The material below must be output exactly, line for line.

= = =

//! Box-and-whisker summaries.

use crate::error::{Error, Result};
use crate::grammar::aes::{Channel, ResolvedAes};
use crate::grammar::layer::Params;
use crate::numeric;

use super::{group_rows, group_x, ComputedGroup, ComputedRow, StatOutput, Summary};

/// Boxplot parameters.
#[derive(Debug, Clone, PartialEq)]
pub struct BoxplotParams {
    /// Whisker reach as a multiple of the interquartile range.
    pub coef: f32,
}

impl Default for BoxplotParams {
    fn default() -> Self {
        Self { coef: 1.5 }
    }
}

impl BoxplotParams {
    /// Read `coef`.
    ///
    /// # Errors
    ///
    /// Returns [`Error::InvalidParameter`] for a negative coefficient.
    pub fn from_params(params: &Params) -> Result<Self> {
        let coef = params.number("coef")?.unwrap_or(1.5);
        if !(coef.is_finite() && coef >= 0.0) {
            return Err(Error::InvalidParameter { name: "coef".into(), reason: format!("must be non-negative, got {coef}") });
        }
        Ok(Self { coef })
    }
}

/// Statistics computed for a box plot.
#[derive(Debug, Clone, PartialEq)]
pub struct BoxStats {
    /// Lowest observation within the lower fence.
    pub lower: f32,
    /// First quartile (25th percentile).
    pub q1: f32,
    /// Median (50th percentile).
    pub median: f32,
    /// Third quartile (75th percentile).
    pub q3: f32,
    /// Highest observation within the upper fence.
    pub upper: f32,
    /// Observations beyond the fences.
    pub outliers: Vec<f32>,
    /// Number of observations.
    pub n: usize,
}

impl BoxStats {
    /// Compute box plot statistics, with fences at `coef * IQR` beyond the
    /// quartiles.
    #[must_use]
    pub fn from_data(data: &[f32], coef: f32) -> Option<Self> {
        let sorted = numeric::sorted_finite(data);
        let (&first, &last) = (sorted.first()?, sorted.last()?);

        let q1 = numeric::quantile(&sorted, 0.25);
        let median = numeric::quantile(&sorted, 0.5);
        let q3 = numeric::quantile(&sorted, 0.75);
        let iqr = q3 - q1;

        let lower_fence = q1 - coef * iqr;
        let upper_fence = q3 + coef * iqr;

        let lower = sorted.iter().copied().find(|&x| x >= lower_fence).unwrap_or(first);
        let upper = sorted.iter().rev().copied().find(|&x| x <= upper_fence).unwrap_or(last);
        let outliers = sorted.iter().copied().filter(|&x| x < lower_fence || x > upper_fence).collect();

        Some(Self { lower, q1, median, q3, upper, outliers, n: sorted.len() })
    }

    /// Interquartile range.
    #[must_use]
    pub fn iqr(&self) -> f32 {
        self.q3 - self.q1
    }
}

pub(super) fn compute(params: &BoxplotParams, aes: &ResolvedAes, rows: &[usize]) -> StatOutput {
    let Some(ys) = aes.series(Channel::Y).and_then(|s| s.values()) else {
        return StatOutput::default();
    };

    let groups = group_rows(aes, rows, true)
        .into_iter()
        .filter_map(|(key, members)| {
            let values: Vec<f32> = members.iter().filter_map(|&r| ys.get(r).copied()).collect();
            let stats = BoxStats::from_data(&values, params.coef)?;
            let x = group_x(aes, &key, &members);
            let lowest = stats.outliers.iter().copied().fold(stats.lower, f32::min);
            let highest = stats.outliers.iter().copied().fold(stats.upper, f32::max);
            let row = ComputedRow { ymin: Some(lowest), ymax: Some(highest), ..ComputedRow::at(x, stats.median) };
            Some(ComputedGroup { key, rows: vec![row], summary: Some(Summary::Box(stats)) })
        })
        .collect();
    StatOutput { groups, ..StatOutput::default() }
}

= = =

Output for this exercise –
//! Box-and-whisker summaries.

use crate::error::{Error, Result};
use crate::grammar::aes::{Channel, ResolvedAes};
use crate::grammar::layer::Params;
use crate::numeric;

use super::{group_rows, group_x, ComputedGroup, ComputedRow, StatOutput, Summary};

/// Boxplot parameters.
#[derive(Debug, Clone, PartialEq)]
pub struct BoxplotParams {
    /// Whisker reach as a multiple of the interquartile range.
    pub coef: f32,
}

impl Default for BoxplotParams {
    fn default() -> Self {
        Self { coef: 1.5 }
    }
}

impl BoxplotParams {
    /// Read `coef`.
    ///
    /// # Errors
    ///
    /// Returns [`Error::InvalidParameter`] for a negative coefficient.
    pub fn from_params(params: &Params) -> Result<Self> {
        let coef = params.number("coef")?.unwrap_or(1.5);
        if !(coef.is_finite() && coef >= 0.0) {
            return Err(Error::InvalidParameter { name: "coef".into(), reason: format!("must be non-negative, got {coef}") });
        }
        Ok(Self { coef })
    }
}

/// Statistics computed for a box plot.
#[derive(Debug, Clone, PartialEq)]
pub struct BoxStats {
    /// Lowest observation within the lower fence.
    pub lower: f32,
    /// First quartile (25th percentile).
    pub q1: f32,
    /// Median (50th percentile).
    pub median: f32,
    /// Third quartile (75th percentile).
    pub q3: f32,
    /// Highest observation within the upper fence.
    pub upper: f32,
    /// Observations beyond the fences.
    pub outliers: Vec<f32>,
    /// Number of observations.
    pub n: usize,
}

impl BoxStats {
    /// Compute box plot statistics, with fences at `coef * IQR` beyond the
    /// quartiles.
    #[must_use]
    pub fn from_data(data: &[f32], coef: f32) -> Option<Self> {
        let sorted = numeric::sorted_finite(data);
        let (&first, &last) = (sorted.first()?, sorted.last()?);

        let q1 = numeric::quantile(&sorted, 0.25);
        let median = numeric::quantile(&sorted, 0.5);
        let q3 = numeric::quantile(&sorted, 0.75);
        let iqr = q3 - q1;

        let lower_fence = q1 - coef * iqr;
        let upper_fence = q3 + coef * iqr;

        let lower = sorted.iter().copied().find(|&x| x >= lower_fence).unwrap_or(first);
        let upper = sorted.iter().rev().copied().find(|&x| x <= upper_fence).unwrap_or(last);
        let outliers = sorted.iter().copied().filter(|&x| x < lower_fence || x > upper_fence).collect();

        Some(Self { lower, q1, median, q3, upper, outliers, n: sorted.len() })
    }

    /// Interquartile range.
    #[must_use]
    pub fn iqr(&self) -> f32 {
        self.q3 - self.q1
    }
}

pub(super) fn compute(params: &BoxplotParams, aes: &ResolvedAes, rows: &[usize]) -> StatOutput {
    let Some(ys) = aes.series(Channel::Y).and_then(|s| s.values()) else {
        return StatOutput::default();
    };

    let groups = group_rows(aes, rows, true)
        .into_iter()
        .filter_map(|(key, members)| {
            let values: Vec<f32> = members.iter().filter_map(|&r| ys.get(r).copied()).collect();
            let stats = BoxStats::from_data(&values, params.coef)?;
            let x = group_x(aes, &key, &members);
            let lowest = stats.outliers.iter().copied().fold(stats.lower, f32::min);
            let highest = stats.outliers.iter().copied().fold(stats.upper, f32::max);
            let row = ComputedRow { ymin: Some(lowest), ymax: Some(highest), ..ComputedRow::at(x, stats.median) };
            Some(ComputedGroup { key, rows: vec![row], summary: Some(Summary::Box(stats)) })
        })
        .collect();
    StatOutput { groups, ..StatOutput::default() }
}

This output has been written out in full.